7.8.18

O VIRUS QUE CONTAMINA O MUNDO


O Brasil é a 2ª maior nação negra do mundo em habitantes e, sem dúvida, tamanha negritude, influenciou sobremaneira esta terra. No entanto, tornou-se este pais um caldo de miscigenação, possivelmente pela característica antropofágica tupiniquim, pois já no princípio os nativos recebiam  fraternalmente os portugueses, engoliam  seus costumes, transavam e os inseriam na vida cotidiana. Fato este, repetido até hoje, pois admirar-se o estrangeiro a ponto de alguns brasileiros, ignorantes de suas raízes se tornarem os chamados vira-latas.

Assim prossegue este antropofagismo  a assimilar tanto o melhor como o pior dos imigrantes, bem como o modo de vida e cultura  provindo de mídias estrangeiras.

Não se percebe a nação como mistura de todos os gens do planeta, como soma de conhecimentos, usos e costumes, como sendo um lugar único e original capaz de mudar paradigmas existenciais.

Dos negros vieram não só música, comida, prosa, servidão, mas também virtudes como: resignação, paciência, superação, humildade, criatividade, etc.
Os diferentes imigrantes* trouxeram ferramentas desconhecidas, conhecimentos para construir, fabricar e organizar, filosofias, medicinas. 

Porém, trouxeram também o vírus do velho mundo, Ou seja, as divisões: capital-trabalho, esquerda-direita,  “instruído”-não instruído, a meritocracia,o  dinheiro, riqueza-pobreza, cristão-ateu, guerra-paz, patrão-empregado, liberdade-escravidão.

Como se não bastasse, essas divisões também trazem consigo vaidades inconseqüentes como a petulância de se achar melhor, prepotência, racismo, preconceito, ódio, intriga, fascismo, corrupção.

Então os estrangeiros trouxeram muito mal para cá? Não! Isso tudo é o que somos, é o reflexo do que estava no mundo, mundo a qual nós próprios criamos, pertencemos e aceitamos. Este é um mal que precisamos reconhecer como nosso porque só o identificando é que podemos encontrar outras alternativas de vida.

Alternativas estas que estão nas próprias raízes do brasileiro, caso as conheçamos, pois um povo sem uma raiz que não conhece sua própria identidade consequentemente não terá motivo ou iniciativa para fazer nada.

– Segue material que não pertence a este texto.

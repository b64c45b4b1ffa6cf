//! Completion evaluation for an exercise slot in a week.
//!
//! A set counts once both its actual weight and actual reps are logged,
//! whether or not they met the target.

use crate::{CompletionStatus, Workout, WorkoutSet};

/// Evaluate completion from a prescribed count and the logged rows
pub fn evaluate_completion<'a, I>(prescribed_sets: u32, sets: I) -> CompletionStatus
where
    I: IntoIterator<Item = &'a WorkoutSet>,
{
    let completed_sets = sets.into_iter().filter(|s| s.is_logged()).count() as u32;
    CompletionStatus {
        completed_sets,
        prescribed_sets,
        all_sets_completed: prescribed_sets > 0 && completed_sets == prescribed_sets,
    }
}

/// Evaluate one exercise within a workout, using its set rows as the prescription
pub fn evaluate_workout_exercise(workout: &Workout, exercise_id: &str) -> CompletionStatus {
    let prescribed = workout.sets_for(exercise_id).count() as u32;
    evaluate_completion(prescribed, workout.sets_for(exercise_id))
}

#[cfg(test)]
mod tests {
    use super::*;
    use uuid::Uuid;

    fn set(number: u32, weight: Option<f64>, reps: Option<u32>) -> WorkoutSet {
        WorkoutSet {
            id: Uuid::new_v4(),
            exercise_id: "bench".into(),
            exercise_name: "Bench Press".into(),
            set_number: number,
            target_weight: 100.0,
            target_reps: 8,
            rest_seconds: 120,
            actual_weight: weight,
            actual_reps: reps,
            logged_at: None,
        }
    }

    #[test]
    fn test_all_sets_logged() {
        let sets = vec![
            set(1, Some(100.0), Some(8)),
            set(2, Some(100.0), Some(8)),
            set(3, Some(100.0), Some(8)),
        ];
        let status = evaluate_completion(3, &sets);
        assert_eq!(status.completed_sets, 3);
        assert!(status.all_sets_completed);
    }

    #[test]
    fn test_partial_logging() {
        let sets = vec![
            set(1, Some(100.0), Some(8)),
            set(2, Some(100.0), Some(8)),
            set(3, None, None),
        ];
        let status = evaluate_completion(3, &sets);
        assert_eq!(status.completed_sets, 2);
        assert!(!status.all_sets_completed);
    }

    #[test]
    fn test_missed_target_still_counts() {
        // Logged 5 reps at lower weight against a target of 8 @ 100
        let sets = vec![set(1, Some(90.0), Some(5))];
        let status = evaluate_completion(1, &sets);
        assert!(status.all_sets_completed);
    }

    #[test]
    fn test_half_logged_set_does_not_count() {
        let sets = vec![set(1, Some(100.0), None), set(2, None, Some(8))];
        let status = evaluate_completion(2, &sets);
        assert_eq!(status.completed_sets, 0);
    }

    #[test]
    fn test_zero_prescribed_is_never_complete() {
        let status = evaluate_completion(0, &[]);
        assert_eq!(status, CompletionStatus::default());
        assert!(!status.all_sets_completed);
    }
}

Pois bem, descendemos de brancos imigrantes, negros e índios, mas não atinamos e nem assimilamos nossa raiz mais antiga, mais significativa, a dos índios. Sem isso, não encontrar-se á um porto seguro onde se ancore a raiz brasileira,onde se tenha um princípio que apoie  e sustente nossos ideais.

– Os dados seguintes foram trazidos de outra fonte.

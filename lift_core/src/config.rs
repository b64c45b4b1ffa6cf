//! Configuration file support for the planner.
//!
//! Configuration is loaded from `$XDG_CONFIG_HOME/lift/config.toml`.

use crate::{Error, Result};
use serde::{Deserialize, Serialize};
use std::path::{Path, PathBuf};

/// Application configuration
#[derive(Clone, Debug, Serialize, Deserialize, Default)]
pub struct Config {
    #[serde(default)]
    pub data: DataConfig,

    #[serde(default)]
    pub progression: ProgressionConfig,
}

/// Data storage configuration
#[derive(Clone, Debug, Serialize, Deserialize)]
pub struct DataConfig {
    #[serde(default = "default_data_dir")]
    pub data_dir: PathBuf,
}

impl Default for DataConfig {
    fn default() -> Self {
        Self {
            data_dir: default_data_dir(),
        }
    }
}

/// How a deload weight is rounded
#[derive(Clone, Copy, Debug, PartialEq, Eq, Serialize, Deserialize)]
#[serde(rename_all = "snake_case")]
pub enum WeightRounding {
    /// Nearest whole weight unit (120 × 0.85 → 102)
    NearestWhole,
    /// Nearest multiple of the exercise's weight increment (→ 100 at increment 5)
    NearestIncrement,
    /// Largest multiple of the increment not above the raw value
    DownToIncrement,
}

/// Where the week after a deload resumes from
#[derive(Clone, Copy, Debug, PartialEq, Eq, Serialize, Deserialize)]
#[serde(rename_all = "snake_case")]
pub enum PostDeload {
    /// Resume at the weight and sets prescribed before the deload
    PreDeloadLineage,
    /// Keep the reduced deload weight, restore pre-deload sets
    ContinueFromDeload,
}

/// Progression policy parameters
#[derive(Clone, Debug, Serialize, Deserialize)]
pub struct ProgressionConfig {
    #[serde(default = "default_deload_weight_factor")]
    pub deload_weight_factor: f64,

    #[serde(default = "default_deload_set_factor")]
    pub deload_set_factor: f64,

    #[serde(default = "default_deload_rounding")]
    pub deload_rounding: WeightRounding,

    #[serde(default = "default_post_deload")]
    pub post_deload: PostDeload,
}

impl Default for ProgressionConfig {
    fn default() -> Self {
        Self {
            deload_weight_factor: default_deload_weight_factor(),
            deload_set_factor: default_deload_set_factor(),
            deload_rounding: default_deload_rounding(),
            post_deload: default_post_deload(),
        }
    }
}

impl ProgressionConfig {
    pub fn validate(&self) -> Result<()> {
        for (name, value) in [
            ("deload_weight_factor", self.deload_weight_factor),
            ("deload_set_factor", self.deload_set_factor),
        ] {
            if !(value > 0.0 && value <= 1.0) {
                return Err(Error::Config(format!(
                    "{} must be in (0, 1], got {}",
                    name, value
                )));
            }
        }
        Ok(())
    }
}

// Default value functions
fn default_data_dir() -> PathBuf {
    let base = dirs::data_local_dir().unwrap_or_else(|| {
        std::env::var_os("HOME")
            .map(|home| PathBuf::from(home).join(".local/share"))
            .unwrap_or_else(|| PathBuf::from("."))
    });
    base.join("lift")
}

fn default_deload_weight_factor() -> f64 {
    0.85
}

fn default_deload_set_factor() -> f64 {
    0.5
}

fn default_deload_rounding() -> WeightRounding {
    WeightRounding::NearestWhole
}

fn default_post_deload() -> PostDeload {
    PostDeload::PreDeloadLineage
}

impl Config {
    /// Load configuration from the standard config path
    pub fn load() -> Result<Self> {
        let config_path = Self::default_config_path();
        if config_path.exists() {
            Self::load_from(&config_path)
        } else {
            tracing::info!(
                "No config file found at {:?}, using defaults",
                config_path
            );
            Ok(Self::default())
        }
    }

    /// Load configuration from a specific path
    pub fn load_from(path: &Path) -> Result<Self> {
        let contents = std::fs::read_to_string(path)?;
        let config: Config = toml::from_str(&contents)?;
        config.progression.validate()?;
        tracing::info!("Loaded config from {:?}", path);
        Ok(config)
    }

    /// Get the default config file path
    pub fn default_config_path() -> PathBuf {
        let base = dirs::config_dir().unwrap_or_else(|| {
            std::env::var_os("HOME")
                .map(|home| PathBuf::from(home).join(".config"))
                .unwrap_or_else(|| PathBuf::from("."))
        });
        base.join("lift").join("config.toml")
    }

    /// Save the current configuration to a specific path
    pub fn save_to(&self, path: &Path) -> Result<()> {
        if let Some(parent) = path.parent() {
            std::fs::create_dir_all(parent)?;
        }

        let contents = toml::to_string_pretty(self)
            .map_err(|e| Error::Config(format!("Failed to serialize config: {}", e)))?;
        std::fs::write(path, contents)?;
        tracing::info!("Saved config to {:?}", path);
        Ok(())
    }
}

Não quero dizer que os índios sejam perfeitos, incorruptíveis. Longe disso!  Além de não serem nada perfeitos, há muitos que adquiriram os vícios do colonizador. Além do mais, se houver alguém um mínimo mais perfeito do que nós terráqueos, este alguém não nasceria neste planeta.

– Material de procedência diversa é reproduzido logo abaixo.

//! Core domain types for the mesocycle planner.
//!
//! This module defines the fundamental types used throughout the system:
//! - Plans, plan days and per-exercise base configuration
//! - Mesocycles and their lifecycle status
//! - Scheduled workouts and their set rows (targets + actuals)
//! - Derived per-week targets and completion status

use chrono::{DateTime, Duration, NaiveDate, Utc};
use serde::{Deserialize, Serialize};
use std::fmt;
use uuid::Uuid;

// ============================================================================
// Plan Types
// ============================================================================

/// Base prescription for one exercise, as configured on a plan day
#[derive(Clone, Debug, PartialEq, Serialize, Deserialize)]
pub struct ExerciseBase {
    pub sets: u32,
    pub reps: u32,
    pub weight: f64,
    pub rest_seconds: u32,
    pub weight_increment: f64,
}

/// An exercise slot on a plan day
#[derive(Clone, Debug, PartialEq, Serialize, Deserialize)]
pub struct PlanDayExercise {
    pub exercise_id: String,
    pub name: String,
    pub sets: u32,
    pub reps: u32,
    pub weight: f64,
    #[serde(default)]
    pub rest_seconds: u32,
    pub weight_increment: f64,
}

impl PlanDayExercise {
    pub fn base(&self) -> ExerciseBase {
        ExerciseBase {
            sets: self.sets,
            reps: self.reps,
            weight: self.weight,
            rest_seconds: self.rest_seconds,
            weight_increment: self.weight_increment,
        }
    }
}

/// Template for one training day
#[derive(Clone, Debug, PartialEq, Serialize, Deserialize)]
pub struct PlanDay {
    pub id: String,
    pub name: String,
    /// Days after the start of each training week (0-6)
    pub day_offset: u32,
    #[serde(default)]
    pub exercises: Vec<PlanDayExercise>,
}

impl PlanDay {
    pub fn exercise(&self, exercise_id: &str) -> Option<&PlanDayExercise> {
        self.exercises.iter().find(|e| e.exercise_id == exercise_id)
    }

    /// Position of an exercise within the day, used to order set rows
    pub fn position_of(&self, exercise_id: &str) -> usize {
        self.exercises
            .iter()
            .position(|e| e.exercise_id == exercise_id)
            .unwrap_or(usize::MAX)
    }
}

/// The day/exercise structure of a plan, as captured by a mesocycle
#[derive(Clone, Debug, Default, PartialEq, Serialize, Deserialize)]
pub struct PlanLayout {
    #[serde(default)]
    pub days: Vec<PlanDay>,
}

impl PlanLayout {
    pub fn day(&self, day_id: &str) -> Option<&PlanDay> {
        self.days.iter().find(|d| d.id == day_id)
    }

    pub fn exercise_count(&self) -> usize {
        self.days.iter().map(|d| d.exercises.len()).sum()
    }
}

/// A multi-week training plan
#[derive(Clone, Debug, PartialEq, Serialize, Deserialize)]
pub struct Plan {
    pub id: String,
    pub name: String,
    pub duration_weeks: u32,
    /// Weeks explicitly scheduled as deloads, in addition to the final week
    #[serde(default)]
    pub deload_weeks: Vec<u32>,
    #[serde(default = "default_final_week_deload")]
    pub final_week_deload: bool,
    #[serde(default)]
    pub days: Vec<PlanDay>,
}

fn default_final_week_deload() -> bool {
    true
}

impl Plan {
    pub fn layout(&self) -> PlanLayout {
        PlanLayout {
            days: self.days.clone(),
        }
    }

    pub fn schedule(&self) -> DeloadSchedule {
        DeloadSchedule {
            duration_weeks: self.duration_weeks,
            deload_weeks: self.deload_weeks.clone(),
            final_week_deload: self.final_week_deload,
        }
    }
}

/// Which weeks of a mesocycle are deloads
#[derive(Clone, Debug, PartialEq, Eq, Serialize, Deserialize)]
pub struct DeloadSchedule {
    pub duration_weeks: u32,
    #[serde(default)]
    pub deload_weeks: Vec<u32>,
    pub final_week_deload: bool,
}

impl DeloadSchedule {
    pub fn is_deload(&self, week: u32) -> bool {
        (self.final_week_deload && week == self.duration_weeks) || self.deload_weeks.contains(&week)
    }

    pub fn contains(&self, week: u32) -> bool {
        week >= 1 && week <= self.duration_weeks
    }
}

// ============================================================================
// Mesocycle Types
// ============================================================================

/// Lifecycle status of a mesocycle
#[derive(Clone, Copy, Debug, PartialEq, Eq, Serialize, Deserialize)]
#[serde(rename_all = "snake_case")]
pub enum MesocycleStatus {
    Pending,
    Active,
    Completed,
    Cancelled,
}

impl MesocycleStatus {
    pub fn is_terminal(self) -> bool {
        matches!(self, Self::Completed | Self::Cancelled)
    }
}

impl fmt::Display for MesocycleStatus {
    fn fmt(&self, f: &mut fmt::Formatter<'_>) -> fmt::Result {
        match self {
            Self::Pending => write!(f, "pending"),
            Self::Active => write!(f, "active"),
            Self::Completed => write!(f, "completed"),
            Self::Cancelled => write!(f, "cancelled"),
        }
    }
}

/// A fixed-length block of training weeks derived from one plan
#[derive(Clone, Debug, Serialize, Deserialize)]
pub struct Mesocycle {
    pub id: Uuid,
    pub plan_id: String,
    pub start_date: NaiveDate,
    /// 0 until started, then 1..=duration
    pub current_week: u32,
    pub schedule: DeloadSchedule,
    pub status: MesocycleStatus,
    /// Plan layout as of creation, start, or the last applied modification
    pub layout: PlanLayout,
    pub created_at: DateTime<Utc>,
    pub updated_at: DateTime<Utc>,
}

impl Mesocycle {
    pub fn duration_weeks(&self) -> u32 {
        self.schedule.duration_weeks
    }

    /// Calendar date of a plan day in a given week
    pub fn date_for(&self, day: &PlanDay, week: u32) -> NaiveDate {
        scheduled_date(self.start_date, day.day_offset, week)
    }
}

/// start + day offset + (week - 1) × 7 days
pub fn scheduled_date(start: NaiveDate, day_offset: u32, week: u32) -> NaiveDate {
    let offset = i64::from(day_offset) + i64::from(week.saturating_sub(1)) * 7;
    start + Duration::days(offset)
}

// ============================================================================
// Workout Types
// ============================================================================

/// Execution status of a scheduled workout
#[derive(Clone, Copy, Debug, PartialEq, Eq, Serialize, Deserialize)]
#[serde(rename_all = "snake_case")]
pub enum WorkoutStatus {
    Pending,
    InProgress,
    Completed,
}

impl WorkoutStatus {
    /// In-progress and completed workouts are history and must never be regenerated
    pub fn is_locked(self) -> bool {
        matches!(self, Self::InProgress | Self::Completed)
    }
}

impl fmt::Display for WorkoutStatus {
    fn fmt(&self, f: &mut fmt::Formatter<'_>) -> fmt::Result {
        match self {
            Self::Pending => write!(f, "pending"),
            Self::InProgress => write!(f, "in_progress"),
            Self::Completed => write!(f, "completed"),
        }
    }
}

/// One prescribed set of one exercise within a workout
#[derive(Clone, Debug, PartialEq, Serialize, Deserialize)]
pub struct WorkoutSet {
    pub id: Uuid,
    pub exercise_id: String,
    pub exercise_name: String,
    pub set_number: u32,
    pub target_weight: f64,
    pub target_reps: u32,
    pub rest_seconds: u32,
    pub actual_weight: Option<f64>,
    pub actual_reps: Option<u32>,
    pub logged_at: Option<DateTime<Utc>>,
}

impl WorkoutSet {
    pub fn is_logged(&self) -> bool {
        self.actual_weight.is_some() && self.actual_reps.is_some()
    }
}

/// A concrete scheduled instance of a plan day in a given week
#[derive(Clone, Debug, Serialize, Deserialize)]
pub struct Workout {
    pub id: Uuid,
    pub mesocycle_id: Uuid,
    pub plan_day_id: String,
    pub day_name: String,
    pub week_number: u32,
    pub scheduled_date: NaiveDate,
    pub is_deload: bool,
    pub status: WorkoutStatus,
    pub sets: Vec<WorkoutSet>,
    pub started_at: Option<DateTime<Utc>>,
    pub completed_at: Option<DateTime<Utc>>,
}

impl Workout {
    pub fn sets_for<'a>(&'a self, exercise_id: &'a str) -> impl Iterator<Item = &'a WorkoutSet> {
        self.sets.iter().filter(move |s| s.exercise_id == exercise_id)
    }

    pub fn has_exercise(&self, exercise_id: &str) -> bool {
        self.sets.iter().any(|s| s.exercise_id == exercise_id)
    }
}

// ============================================================================
// Derived Types
// ============================================================================

/// Targets for one exercise slot in one week
#[derive(Clone, Debug, PartialEq, Serialize, Deserialize)]
pub struct WeekTargets {
    pub week_number: u32,
    pub target_weight: f64,
    pub target_reps: u32,
    pub target_sets: u32,
    pub is_deload: bool,
    /// Pre-deload weight; equals `target_weight` outside deload weeks
    pub lineage_weight: f64,
    /// Pre-deload sets; equals `target_sets` outside deload weeks
    pub lineage_sets: u32,
}

/// Whether all prescribed sets of an exercise slot were logged in a week
#[derive(Clone, Copy, Debug, Default, PartialEq, Eq, Serialize, Deserialize)]
pub struct CompletionStatus {
    pub completed_sets: u32,
    pub prescribed_sets: u32,
    pub all_sets_completed: bool,
}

Embora já sermos antropofágicos como os índios, de gostarmos de mandioca de todos os jeitos, de uma boa rede, ainda nos resta o desprendimento das coisas materiais, assimilar a preservação da natureza a qualquer custo,  o conhecimento e uso melhor da diversidade biológica desta terra, a compreensão que a Terra, a fauna e a flora  é uma dádiva do Criador para o benefício de todos, que toda propriedade não é nossa e sim do mundo, que devemos ser hospitaleiros, solidários, fraternos, que nossa família são a comunidade inteira e não só pai, mãe, filhos, tios e tias. Que o respeito ao outro é fundamental, que a educação dos filhos é inalienável embora seja também tarefa de toda a comunidade.

Enfim, prolongar, explicar e detalhar mais valores, usos e costumes indígenas prolongaria muito este texto. No entanto, este resumo já mostra uma raiz bastante resistente, uma identidade bem promissora e parâmetros mais aceitáveis para um mundo melhor ainda se constituiria numa barreira ao poder que manipula o mundo inteiro.

Rubens Prata

(A imagem é de uma índia Shibipo que vivia na divisa do Amazonas com Peru. Curandeira Shaman e artesã que foi assassinada aos 91 anos)

O entalhe em madeira é de minha propria produção.

--------Peço que curtam minha pagina e compartilhem já que todo artista precisa de divulgação para viver--------


*Imigrantes: sou neto de italianos e portugueses Portanto, possuo suas poucas virtudes e seus muitos vícios. Porém, me identifico mais com a cultura negra e especialmente com a dos nativos.